AIM OF THE TASK:
When a line of the entries below contains "watch", it counts once; state how many such lines there are and nothing else.

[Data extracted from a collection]
------------------------------
use crate::manifest::{parse_manifest_str, Manifest};

/// A named, immutable manifest template.
#[derive(Debug, Clone, PartialEq, Eq)]
pub struct Preset {
    pub name: &'static str,
    pub description: &'static str,
    pub template: &'static str,
}

impl Preset {
    /// Parse the embedded template into a fresh, independently owned record.
    ///
    /// Every call parses anew, so mutating the result can never affect the
    /// registry.
    pub fn instantiate(&self) -> Manifest {
        parse_manifest_str(self.template).expect("preset template is valid JSON")
    }
}

pub const BUILTIN_PRESETS: &[Preset] = &[
    Preset {
        name: "basic",
        description: "Plain package with a single entry point",
        template: r#"{
  "name": "",
  "version": "0.1.0",
  "description": "",
  "main": "index.js",
  "scripts": {
    "test": "echo \"Error: no test specified\" && exit 1"
  },
  "keywords": [],
  "author": "",
  "license": "MIT"
}
"#,
    },
    Preset {
        name: "library",
        description: "Dual CJS/ESM library with type declarations",
        template: r#"{
  "name": "",
  "version": "0.1.0",
  "description": "",
  "type": "module",
  "main": "./dist/index.cjs",
  "module": "./dist/index.js",
  "types": "./dist/index.d.ts",
  "exports": {
    ".": {
      "types": "./dist/index.d.ts",
      "import": "./dist/index.js",
      "require": "./dist/index.cjs"
    }
  },
  "files": ["dist"],
  "scripts": {
    "build": "tsup src/index.ts --format cjs,esm --dts",
    "dev": "tsup src/index.ts --format cjs,esm --dts --watch",
    "typecheck": "tsc --noEmit"
  },
  "keywords": [],
  "author": "",
  "license": "MIT"
}
"#,
    },
    Preset {
        name: "cli",
        description: "Command-line tool with a bin entry",
        template: r#"{
  "name": "",
  "version": "0.1.0",
  "description": "",
  "type": "module",
  "bin": {
    "": "./cli.js"
  },
  "files": ["dist", "cli.js"],
  "scripts": {
    "build": "tsup src/index.ts --format esm",
    "dev": "tsup src/index.ts --format esm --watch"
  },
  "keywords": ["cli"],
  "author": "",
  "license": "MIT"
}
"#,
    },
    Preset {
        name: "typescript",
        description: "TypeScript package compiled with tsc",
        template: r#"{
  "name": "",
  "version": "0.1.0",
  "description": "",
  "type": "module",
  "main": "./dist/index.js",
  "types": "./dist/index.d.ts",
  "scripts": {
    "build": "tsc",
    "dev": "tsc --watch",
    "typecheck": "tsc --noEmit"
  },
  "keywords": [],
  "author": "",
  "license": "MIT"
}
"#,
    },
    Preset {
        name: "monorepo",
        description: "Private workspace root managing packages/*",
        template: r#"{
  "name": "",
  "version": "0.1.0",
  "description": "",
  "private": true,
  "workspaces": ["packages/*"],
  "scripts": {
    "build": "pnpm -r run build",
    "dev": "pnpm -r run dev",
    "test": "pnpm -r run test"
  },
  "keywords": [],
  "author": "",
  "license": "MIT"
}
"#,
    },
];

pub fn get_preset(name: &str) -> Option<&'static Preset> {
    BUILTIN_PRESETS.iter().find(|p| p.name == name)
}

pub fn list_presets() -> &'static [Preset] {
    BUILTIN_PRESETS
}

/// Look up a preset by name, falling back to `basic` for unknown names.
/// Never fails.
pub fn resolve_preset(name: &str) -> &'static Preset {
    get_preset(name).unwrap_or(&BUILTIN_PRESETS[0])
}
------------------------------
RESULT:
3